He said Baca has long held that the mentally ill should not be housed in the jails but in other settings where they can be given proper care and the necessary psychotropic medication administered by specially trained mental health professionals.

Despite the improvements, federal authorities also said “significant problems remain.” The Justice Department, for example, cited an increase in inmate suicides, including at least five this year.

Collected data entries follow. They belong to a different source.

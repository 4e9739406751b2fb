//! Bitmap font re-export from the shared `flux-types::bitmap_font` module.
//!
//! All glyph data and lookup lives in the shared crate so every backend
//! renders identical text.

pub use flux_types::bitmap_font::*;
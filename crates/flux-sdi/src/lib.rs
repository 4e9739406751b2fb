//! Simple Display Interface -- the FluxOS retained scene graph.
//!
//! UI components create named `SdiObject`s once and mutate them every frame
//! to reflect their state; `SdiRegistry::draw` then paints the whole scene
//! through a `DisplayBackend`. Objects are plain records: position, size,
//! fill, optional rounded corners / stroke / gradient / text / texture.
//!
//! Draw order is overlay flag first (overlays paint above everything else),
//! then z, then name for determinism.

pub mod helpers;

use std::collections::HashMap;

use flux_types::backend::{Color, DisplayBackend, TextureId};
use flux_types::error::{FluxError, Result};

/// A single named display object.
#[derive(Debug, Clone)]
pub struct SdiObject {
    pub x: i32,
    pub y: i32,
    pub w: u32,
    pub h: u32,
    /// Z-order within the overlay/non-overlay band.
    pub z: i32,
    pub visible: bool,
    /// Overlays draw above all non-overlay objects regardless of z.
    pub overlay: bool,
    /// Fill color. Fully transparent fills are skipped.
    pub color: Color,
    /// Rounded-corner radius for the fill and stroke.
    pub border_radius: Option<u16>,
    pub stroke_width: Option<u16>,
    pub stroke_color: Option<Color>,
    /// Vertical gradient; both ends must be set to take effect.
    pub gradient_top: Option<Color>,
    pub gradient_bottom: Option<Color>,
    pub text: Option<String>,
    pub text_color: Color,
    pub font_size: u16,
    pub texture: Option<TextureId>,
}

impl Default for SdiObject {
    fn default() -> Self {
        Self {
            x: 0,
            y: 0,
            w: 0,
            h: 0,
            z: 0,
            visible: true,
            overlay: false,
            color: Color::TRANSPARENT,
            border_radius: None,
            stroke_width: None,
            stroke_color: None,
            gradient_top: None,
            gradient_bottom: None,
            text: None,
            text_color: Color::WHITE,
            font_size: 8,
            texture: None,
        }
    }
}

/// Registry of named display objects.
#[derive(Debug, Default)]
pub struct SdiRegistry {
    objects: HashMap<String, SdiObject>,
}

impl SdiRegistry {
    pub fn new() -> Self {
        Self::default()
    }

    /// Create an object under `name` (resetting any existing one) and return
    /// a mutable reference for initialization.
    pub fn create(&mut self, name: &str) -> &mut SdiObject {
        log::trace!("sdi create: {name}");
        self.objects
            .insert(name.to_string(), SdiObject::default());
        self.objects
            .get_mut(name)
            .expect("object inserted just above")
    }

    /// Whether an object with this name exists.
    pub fn contains(&self, name: &str) -> bool {
        self.objects.contains_key(name)
    }

    pub fn get(&self, name: &str) -> Result<&SdiObject> {
        self.objects
            .get(name)
            .ok_or_else(|| FluxError::Sdi(format!("object not found: {name}")))
    }

    pub fn get_mut(&mut self, name: &str) -> Result<&mut SdiObject> {
        self.objects
            .get_mut(name)
            .ok_or_else(|| FluxError::Sdi(format!("object not found: {name}")))
    }

    /// Remove an object entirely. Missing names are a no-op.
    pub fn remove(&mut self, name: &str) {
        self.objects.remove(name);
    }

    /// Number of registered objects (visible or not).
    pub fn len(&self) -> usize {
        self.objects.len()
    }

    pub fn is_empty(&self) -> bool {
        self.objects.is_empty()
    }

    /// Paint all visible objects through the backend.
    pub fn draw(&self, backend: &mut dyn DisplayBackend) -> Result<()> {
        let mut order: Vec<(&String, &SdiObject)> =
            self.objects.iter().filter(|(_, o)| o.visible).collect();
        order.sort_by(|(an, a), (bn, b)| {
            (a.overlay, a.z, an.as_str()).cmp(&(b.overlay, b.z, bn.as_str()))
        });
        for (_, obj) in order {
            Self::draw_object(obj, backend)?;
        }
        Ok(())
    }

    fn draw_object(obj: &SdiObject, backend: &mut dyn DisplayBackend) -> Result<()> {
        if let Some(tex) = obj.texture {
            backend.blit(tex, obj.x, obj.y, obj.w, obj.h)?;
        } else if obj.w > 0 && obj.h > 0 {
            let radius = obj.border_radius.unwrap_or(0);
            match (obj.gradient_top, obj.gradient_bottom) {
                (Some(top), Some(bottom)) => {
                    backend
                        .fill_rounded_rect_gradient_v(obj.x, obj.y, obj.w, obj.h, radius, top, bottom)?;
                },
                _ if obj.color.a > 0 => {
                    backend.fill_rounded_rect(obj.x, obj.y, obj.w, obj.h, radius, obj.color)?;
                },
                _ => {},
            }
            if let (Some(sw), Some(sc)) = (obj.stroke_width, obj.stroke_color) {
                backend.stroke_rounded_rect(obj.x, obj.y, obj.w, obj.h, radius, sw, sc)?;
            }
        }
        if let Some(ref text) = obj.text {
            backend.draw_text(text, obj.x, obj.y, obj.font_size, obj.text_color)?;
        }
        Ok(())
    }
}

#[cfg(test)]
mod tests {
    use super::*;

    #[test]
    fn create_and_contains() {
        let mut sdi = SdiRegistry::new();
        assert!(!sdi.contains("a"));
        sdi.create("a");
        assert!(sdi.contains("a"));
        assert_eq!(sdi.len(), 1);
    }

    #[test]
    fn create_resets_existing() {
        let mut sdi = SdiRegistry::new();
        sdi.create("a").x = 50;
        let obj = sdi.create("a");
        assert_eq!(obj.x, 0);
    }

    #[test]
    fn get_missing_is_error() {
        let sdi = SdiRegistry::new();
        assert!(sdi.get("nope").is_err());
    }

    #[test]
    fn get_mut_updates() {
        let mut sdi = SdiRegistry::new();
        sdi.create("a");
        sdi.get_mut("a").unwrap().visible = false;
        assert!(!sdi.get("a").unwrap().visible);
    }

    #[test]
    fn remove_missing_is_noop() {
        let mut sdi = SdiRegistry::new();
        sdi.remove("nope");
        assert!(sdi.is_empty());
    }

    #[test]
    fn default_object_is_visible_and_transparent() {
        let obj = SdiObject::default();
        assert!(obj.visible);
        assert_eq!(obj.color, Color::TRANSPARENT);
        assert!(!obj.overlay);
    }

    /// Backend that records the draw sequence as object signatures.
    struct OrderBackend {
        fills: Vec<(i32, i32)>,
        texts: Vec<String>,
    }

    impl DisplayBackend for OrderBackend {
        fn init(&mut self, _w: u32, _h: u32) -> Result<()> {
            Ok(())
        }
        fn clear(&mut self, _color: Color) -> Result<()> {
            Ok(())
        }
        fn blit(&mut self, _tex: TextureId, x: i32, y: i32, _w: u32, _h: u32) -> Result<()> {
            self.fills.push((x, y));
            Ok(())
        }
        fn fill_rect(&mut self, x: i32, y: i32, _w: u32, _h: u32, _color: Color) -> Result<()> {
            self.fills.push((x, y));
            Ok(())
        }
        fn draw_text(
            &mut self,
            text: &str,
            _x: i32,
            _y: i32,
            _font_size: u16,
            _color: Color,
        ) -> Result<()> {
            self.texts.push(text.to_string());
            Ok(())
        }
        fn swap_buffers(&mut self) -> Result<()> {
            Ok(())
        }
        fn load_texture(&mut self, _w: u32, _h: u32, _data: &[u8]) -> Result<TextureId> {
            Ok(TextureId(1))
        }
        fn destroy_texture(&mut self, _tex: TextureId) -> Result<()> {
            Ok(())
        }
        fn measure_text(&self, text: &str, _font_size: u16) -> u32 {
            text.len() as u32 * 8
        }
        fn shutdown(&mut self) -> Result<()> {
            Ok(())
        }
    }

    fn filled(sdi: &mut SdiRegistry, name: &str, x: i32, z: i32, overlay: bool) {
        let obj = sdi.create(name);
        obj.x = x;
        obj.w = 10;
        obj.h = 10;
        obj.z = z;
        obj.overlay = overlay;
        obj.color = Color::WHITE;
    }

    #[test]
    fn draw_respects_z_order() {
        let mut sdi = SdiRegistry::new();
        filled(&mut sdi, "front", 2, 10, false);
        filled(&mut sdi, "back", 1, 0, false);
        let mut be = OrderBackend {
            fills: Vec::new(),
            texts: Vec::new(),
        };
        sdi.draw(&mut be).unwrap();
        assert_eq!(be.fills, vec![(1, 0), (2, 0)]);
    }

    #[test]
    fn overlays_draw_after_high_z_content() {
        let mut sdi = SdiRegistry::new();
        filled(&mut sdi, "overlay", 3, -5, true);
        filled(&mut sdi, "content", 4, 999, false);
        let mut be = OrderBackend {
            fills: Vec::new(),
            texts: Vec::new(),
        };
        sdi.draw(&mut be).unwrap();
        assert_eq!(be.fills, vec![(4, 0), (3, 0)]);
    }

    #[test]
    fn invisible_objects_are_skipped() {
        let mut sdi = SdiRegistry::new();
        filled(&mut sdi, "hidden", 1, 0, false);
        sdi.get_mut("hidden").unwrap().visible = false;
        let mut be = OrderBackend {
            fills: Vec::new(),
            texts: Vec::new(),
        };
        sdi.draw(&mut be).unwrap();
        assert!(be.fills.is_empty());
    }

    #[test]
    fn text_objects_draw_text() {
        let mut sdi = SdiRegistry::new();
        let obj = sdi.create("label");
        obj.text = Some("hello".to_string());
        let mut be = OrderBackend {
            fills: Vec::new(),
            texts: Vec::new(),
        };
        sdi.draw(&mut be).unwrap();
        assert_eq!(be.texts, vec!["hello".to_string()]);
        assert!(be.fills.is_empty());
    }

    #[test]
    fn transparent_fill_without_text_draws_nothing() {
        let mut sdi = SdiRegistry::new();
        let obj = sdi.create("ghost");
        obj.w = 10;
        obj.h = 10;
        let mut be = OrderBackend {
            fills: Vec::new(),
            texts: Vec::new(),
        };
        sdi.draw(&mut be).unwrap();
        assert!(be.fills.is_empty());
        assert!(be.texts.is_empty());
    }
}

The launch of the new probe comes just two months after federal authorities wrapped up another civil rights investigation into the Sheriff’s Department —finding that deputies in the Antelope Valley harassed and intimidated blacks, Latinos and other residents. In that probe, federal officials did find a pattern of sheriff’s deputies using unreasonable force, intimidation and “widespread” unlawful detentions and searches. Many of the findings involved residents who received low-income subsidized housing.

In their new civil rights probe, federal authorities could take a number of actions if they were to find a pattern of constitutional violations in the jails.

They could seek a consent decree in which the Justice Department and the county would agree to a set of reforms that a federal judge would approve and a court-appointed official would monitor. The Los Angeles Police Department operated under such a decree for about a decade after the Rampart corruption scandal. Law enforcement agencies typically bristle under that kind of burdensome, and sometimes prolonged, federal scrutiny.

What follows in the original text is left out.